* The problem: Starting with the line that contains "self.slots.iter_mut().for_each(|slot| *slot = None);" and stopping after the line that contains "fn sample(t: f64, x: f64)", return each line below exactly as written, with no others.

[[ Task material, beginning ]]

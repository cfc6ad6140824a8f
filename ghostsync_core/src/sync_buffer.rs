//! The ring buffer - fixed-capacity, time-indexed sample store.
//!
//! A single producer appends samples; the reader asks for the pair of
//! retained samples that bracket an arbitrary query time. Slots are
//! allocated once and overwritten in place forever.
//!
//! The bracket search never fails once anything has been written: times in
//! the future clamp to the newest sample, times older than the retained
//! window fall back to the newest sample, and a lower bracket without a valid
//! forward neighbour collapses to an exact hit.

use crate::sync_state::{inverse_lerp, StateSample};

/// Smallest capacity the buffer will accept.
pub const MIN_CAPACITY: usize = 8;

/// Capacity used when none is configured.
pub const DEFAULT_CAPACITY: usize = 256;

/// How a bracket was obtained.
#[derive(Debug, Clone, Copy, PartialEq, Eq)]
pub enum BracketKind {
    /// Two distinct samples straddle the query time
    Interpolated,

    /// Query time is at or past the newest sample
    Clamped,

    /// Lower bracket found but no valid forward neighbour (t = 0)
    Degenerate,

    /// Query time is older than everything retained; newest sample returned
    Stale,
}

/// The two samples around a query time plus the blend factor between them.
#[derive(Debug, Clone, Copy, PartialEq)]
pub struct Bracket {
    /// Sample at or before the query time
    pub lower: StateSample,

    /// Sample after the query time (equal to `lower` for exact hits)
    pub upper: StateSample,

    /// Interpolation parameter in `[0, 1]`
    pub t: f64,

    /// How the bracket was resolved
    pub kind: BracketKind,
}

impl Bracket {
    fn exact(sample: StateSample, kind: BracketKind) -> Self {
        Self {
            lower: sample,
            upper: sample,
            t: 0.0,
            kind,
        }
    }
}

/// Fixed-capacity circular store of [`StateSample`]s.
#[derive(Debug, Clone)]
pub struct SyncBuffer {
    /// Sample slots; `None` means never written
    slots: Vec<Option<StateSample>>,

    /// Index the next push writes to
    cursor: usize,
}

impl SyncBuffer {
    /// Creates a buffer with `max(capacity, MIN_CAPACITY)` slots.
    pub fn new(capacity: usize) -> Self {
        let capacity = capacity.max(MIN_CAPACITY);
        Self {
            slots: vec![None; capacity],
            cursor: 0,
        }
    }

    /// Number of slots.
    pub fn capacity(&self) -> usize {
        self.slots.len()
    }

    /// Number of occupied slots.
    pub fn len(&self) -> usize {
        self.slots.iter().filter(|s| s.is_some()).count()
    }

    /// True until the first push.
    pub fn is_empty(&self) -> bool {
        self.newest().is_none()
    }

    /// Writes `sample` at the cursor and advances it, overwriting the
    /// oldest entry once the buffer has wrapped.
    pub fn push(&mut self, sample: StateSample) {
        self.slots[self.cursor] = Some(sample);
        self.cursor = (self.cursor + 1) % self.capacity();
    }

    /// The most recently pushed sample.
    pub fn newest(&self) -> Option<&StateSample> {
        self.slots[self.newest_index()].as_ref()
    }

    /// Retained samples in push order, oldest first.
    pub fn iter(&self) -> impl Iterator<Item = &StateSample> + '_ {
        let cap = self.capacity();
        let start = self.cursor;
        (0..cap).filter_map(move |i| self.slots[(start + i) % cap].as_ref())
    }

    /// Forgets every sample and rewinds the cursor.
    pub fn clear(&mut self) {
        self.slots.iter_mut().for_each(|slot| *slot = None);
        self.cursor = 0;
    }

    /// Finds the samples bracketing `target_time`.
    ///
    /// Returns `None` only when nothing has ever been pushed. The backward
    /// scan is bounded by the capacity and does not allocate.
    pub fn find_bracket(&self, target_time: f64) -> Option<Bracket> {
        let cap = self.capacity();
        let newest_idx = self.newest_index();
        let newest = self.slots[newest_idx]?;

        if target_time >= newest.timestamp {
            return Some(Bracket::exact(newest, BracketKind::Clamped));
        }

        let mut idx = newest_idx;
        for _ in 0..cap {
            if let Some(cur) = self.slots[idx] {
                if cur.timestamp <= target_time {
                    let forward = self.slots[(idx + 1) % cap];
                    return Some(match forward {
                        Some(next) if next.timestamp > cur.timestamp => Bracket {
                            lower: cur,
                            upper: next,
                            t: inverse_lerp(cur.timestamp, next.timestamp, target_time),
                            kind: BracketKind::Interpolated,
                        },
                        _ => Bracket::exact(cur, BracketKind::Degenerate),
                    });
                }
            }
            idx = (idx + cap - 1) % cap;
        }

        Some(Bracket::exact(newest, BracketKind::Stale))
    }

    fn newest_index(&self) -> usize {
        let cap = self.capacity();
        (self.cursor + cap - 1) % cap
    }
}

impl Default for SyncBuffer {
    fn default() -> Self {
        Self::new(DEFAULT_CAPACITY)
    }
}

#[cfg(test)]
mod tests {
    use super::*;
    use crate::sync_state::Pose;
    use approx::assert_relative_eq;
    use nalgebra::Vector3;
    use proptest::prelude::*;

    fn sample(t: f64, x: f64) -> StateSample {
        StateSample::new(t, Pose::at(Vector3::new(x, 0.0, 0.0)), 0)
    }

    #[test]
    fn test_capacity_floor() {
        assert_eq!(SyncBuffer::new(0).capacity(), MIN_CAPACITY);
        assert_eq!(SyncBuffer::new(3).capacity(), MIN_CAPACITY);
        assert_eq!(SyncBuffer::new(8).capacity(), 8);
        assert_eq!(SyncBuffer::new(100).capacity(), 100);
    }

    #[test]
    fn test_empty_buffer_has_no_bracket() {
        let buffer = SyncBuffer::new(16);
        assert!(buffer.is_empty());
        assert_eq!(buffer.len(), 0);
        assert!(buffer.find_bracket(1.0).is_none());
    }

    #[test]
    fn test_overwrite_keeps_most_recent() {
        let mut buffer = SyncBuffer::new(8);
        let k = 5;
        for i in 0..(8 + k) {
            buffer.push(sample(i as f64 + 1.0, i as f64));
        }

        let retained: Vec<f64> = buffer.iter().map(|s| s.timestamp).collect();
        let expected: Vec<f64> = (k..(8 + k)).map(|i| i as f64 + 1.0).collect();
        assert_eq!(retained, expected);
        assert_eq!(buffer.len(), 8);

        // The overwritten samples are gone from the search too
        let bracket = buffer.find_bracket(2.0).unwrap();
        assert_eq!(bracket.kind, BracketKind::Stale);
        assert_relative_eq!(bracket.lower.timestamp, 13.0);
    }

    #[test]
    fn test_future_query_clamps_to_newest() {
        let mut buffer = SyncBuffer::new(8);
        buffer.push(sample(1.0, 0.0));
        buffer.push(sample(2.0, 10.0));

        let bracket = buffer.find_bracket(5.0).unwrap();
        assert_eq!(bracket.kind, BracketKind::Clamped);
        assert_relative_eq!(bracket.t, 0.0);
        assert_relative_eq!(bracket.lower.timestamp, 2.0);
        assert_relative_eq!(bracket.upper.timestamp, 2.0);
    }

    #[test]
    fn test_bracket_interpolates_between_neighbours() {
        let mut buffer = SyncBuffer::new(8);
        buffer.push(sample(0.0, 0.0));
        buffer.push(sample(1.0, 10.0));
        buffer.push(sample(2.0, 20.0));

        let b = buffer.find_bracket(0.5).unwrap();
        assert_eq!(b.kind, BracketKind::Interpolated);
        assert_relative_eq!(b.lower.timestamp, 0.0);
        assert_relative_eq!(b.upper.timestamp, 1.0);
        assert_relative_eq!(b.t, 0.5);

        let b = buffer.find_bracket(1.5).unwrap();
        assert_relative_eq!(b.lower.timestamp, 1.0);
        assert_relative_eq!(b.upper.timestamp, 2.0);
        assert_relative_eq!(b.t, 0.5);
    }

    #[test]
    fn test_bracket_across_wraparound() {
        let mut buffer = SyncBuffer::new(8);
        for i in 0..11 {
            buffer.push(sample(i as f64, i as f64));
        }
        // Slot 7 holds t=7 and slot 0 holds t=8 after the wrap
        let b = buffer.find_bracket(7.25).unwrap();
        assert_eq!(b.kind, BracketKind::Interpolated);
        assert_relative_eq!(b.lower.timestamp, 7.0);
        assert_relative_eq!(b.upper.timestamp, 8.0);
        assert_relative_eq!(b.t, 0.25);
    }

    #[test]
    fn test_duplicate_timestamps_use_latest_write() {
        let mut buffer = SyncBuffer::new(8);
        buffer.push(sample(1.0, 0.0));
        buffer.push(sample(2.0, 10.0));
        buffer.push(sample(2.0, 11.0));
        buffer.push(sample(3.0, 20.0));

        let b = buffer.find_bracket(2.5).unwrap();
        assert_eq!(b.kind, BracketKind::Interpolated);
        assert_relative_eq!(b.lower.pose.position.x, 11.0);
        assert_relative_eq!(b.upper.timestamp, 3.0);
        assert_relative_eq!(b.t, 0.5);

        // Exactly on the duplicate: t = 0 on the later copy
        let b = buffer.find_bracket(2.0).unwrap();
        assert_relative_eq!(b.t, 0.0);
        assert_relative_eq!(b.lower.pose.position.x, 11.0);
    }

    #[test]
    fn test_out_of_order_sample_keeps_valid_interval() {
        let mut buffer = SyncBuffer::new(8);
        buffer.push(sample(1.0, 0.0));
        buffer.push(sample(3.0, 30.0));
        buffer.push(sample(2.0, 20.0));
        buffer.push(sample(4.0, 40.0));

        // Backward scan meets t=2.0 first; its forward slot holds t=4.0
        let b = buffer.find_bracket(3.5).unwrap();
        assert_eq!(b.kind, BracketKind::Interpolated);
        assert_relative_eq!(b.lower.timestamp, 2.0);
        assert_relative_eq!(b.upper.timestamp, 4.0);
        assert_relative_eq!(b.t, 0.75);

        let b = buffer.find_bracket(1.5).unwrap();
        assert_relative_eq!(b.lower.timestamp, 1.0);
        assert_relative_eq!(b.upper.timestamp, 3.0);
        assert_relative_eq!(b.t, 0.25);
    }

    #[test]
    fn test_invalid_forward_slot_is_degenerate() {
        let mut buffer = SyncBuffer::new(8);
        buffer.slots[0] = Some(sample(1.0, 10.0));
        buffer.slots[2] = Some(sample(3.0, 30.0));
        buffer.cursor = 3;

        // Forward neighbour of t=1.0 is an empty slot
        let b = buffer.find_bracket(2.0).unwrap();
        assert_eq!(b.kind, BracketKind::Degenerate);
        assert_relative_eq!(b.lower.timestamp, 1.0);
        assert_eq!(b.lower, b.upper);
        assert_relative_eq!(b.t, 0.0);
    }

    #[test]
    fn test_target_before_window_is_stale() {
        let mut buffer = SyncBuffer::new(8);
        buffer.push(sample(5.0, 50.0));
        buffer.push(sample(6.0, 60.0));

        let b = buffer.find_bracket(1.0).unwrap();
        assert_eq!(b.kind, BracketKind::Stale);
        assert_relative_eq!(b.lower.timestamp, 6.0);
        assert_relative_eq!(b.t, 0.0);
    }

    #[test]
    fn test_clear_resets_buffer() {
        let mut buffer = SyncBuffer::new(8);
        buffer.push(sample(1.0, 0.0));
        buffer.clear();
        assert!(buffer.is_empty());
        assert!(buffer.find_bracket(1.0).is_none());
    }

    proptest! {
        #[test]
        fn prop_future_query_returns_newest(
            times in prop::collection::vec(0.0f64..1000.0, 1..40),
            ahead in 0.0f64..100.0,
        ) {
            let mut buffer = SyncBuffer::new(16);
            for (i, t) in times.iter().enumerate() {
                buffer.push(sample(*t, i as f64));
            }
            let newest = *buffer.newest().unwrap();
            let b = buffer.find_bracket(newest.timestamp + ahead).unwrap();
            prop_assert_eq!(b.kind, BracketKind::Clamped);
            prop_assert_eq!(b.lower, newest);
            prop_assert_eq!(b.upper, newest);
            prop_assert_eq!(b.t, 0.0);
        }

        #[test]
        fn prop_bracket_t_in_unit_interval(
            times in prop::collection::vec(0.0f64..100.0, 1..40),
            target in -10.0f64..110.0,
        ) {
            let mut buffer = SyncBuffer::new(8);
            for (i, t) in times.iter().enumerate() {
                buffer.push(sample(*t, i as f64));
            }
            let b = buffer.find_bracket(target).unwrap();
            prop_assert!((0.0..=1.0).contains(&b.t));
            if b.kind == BracketKind::Interpolated {
                prop_assert!(b.lower.timestamp <= target);
                prop_assert!(b.upper.timestamp > b.lower.timestamp);
            }
        }

        #[test]
        fn prop_retains_last_capacity_samples(extra in 1usize..50) {
            let mut buffer = SyncBuffer::new(8);
            let total = 8 + extra;
            for i in 0..total {
                buffer.push(sample(i as f64, i as f64));
            }
            let retained: Vec<f64> = buffer.iter().map(|s| s.timestamp).collect();
            let expected: Vec<f64> = (extra..total).map(|i| i as f64).collect();
            prop_assert_eq!(retained, expected);
        }
    }
}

[[ Task material, end ]]

* Answer space:
        self.slots.iter_mut().for_each(|slot| *slot = None);
        self.cursor = 0;
    }

    /// Finds the samples bracketing `target_time`.
    ///
    /// Returns `None` only when nothing has ever been pushed. The backward
    /// scan is bounded by the capacity and does not allocate.
    pub fn find_bracket(&self, target_time: f64) -> Option<Bracket> {
        let cap = self.capacity();
        let newest_idx = self.newest_index();
        let newest = self.slots[newest_idx]?;

        if target_time >= newest.timestamp {
            return Some(Bracket::exact(newest, BracketKind::Clamped));
        }

        let mut idx = newest_idx;
        for _ in 0..cap {
            if let Some(cur) = self.slots[idx] {
                if cur.timestamp <= target_time {
                    let forward = self.slots[(idx + 1) % cap];
                    return Some(match forward {
                        Some(next) if next.timestamp > cur.timestamp => Bracket {
                            lower: cur,
                            upper: next,
                            t: inverse_lerp(cur.timestamp, next.timestamp, target_time),
                            kind: BracketKind::Interpolated,
                        },
                        _ => Bracket::exact(cur, BracketKind::Degenerate),
                    });
                }
            }
            idx = (idx + cap - 1) % cap;
        }

        Some(Bracket::exact(newest, BracketKind::Stale))
    }

    fn newest_index(&self) -> usize {
        let cap = self.capacity();
        (self.cursor + cap - 1) % cap
    }
}

impl Default for SyncBuffer {
    fn default() -> Self {
        Self::new(DEFAULT_CAPACITY)
    }
}

#[cfg(test)]
mod tests {
    use super::*;
    use crate::sync_state::Pose;
    use approx::assert_relative_eq;
    use nalgebra::Vector3;
    use proptest::prelude::*;

    fn sample(t: f64, x: f64) -> StateSample {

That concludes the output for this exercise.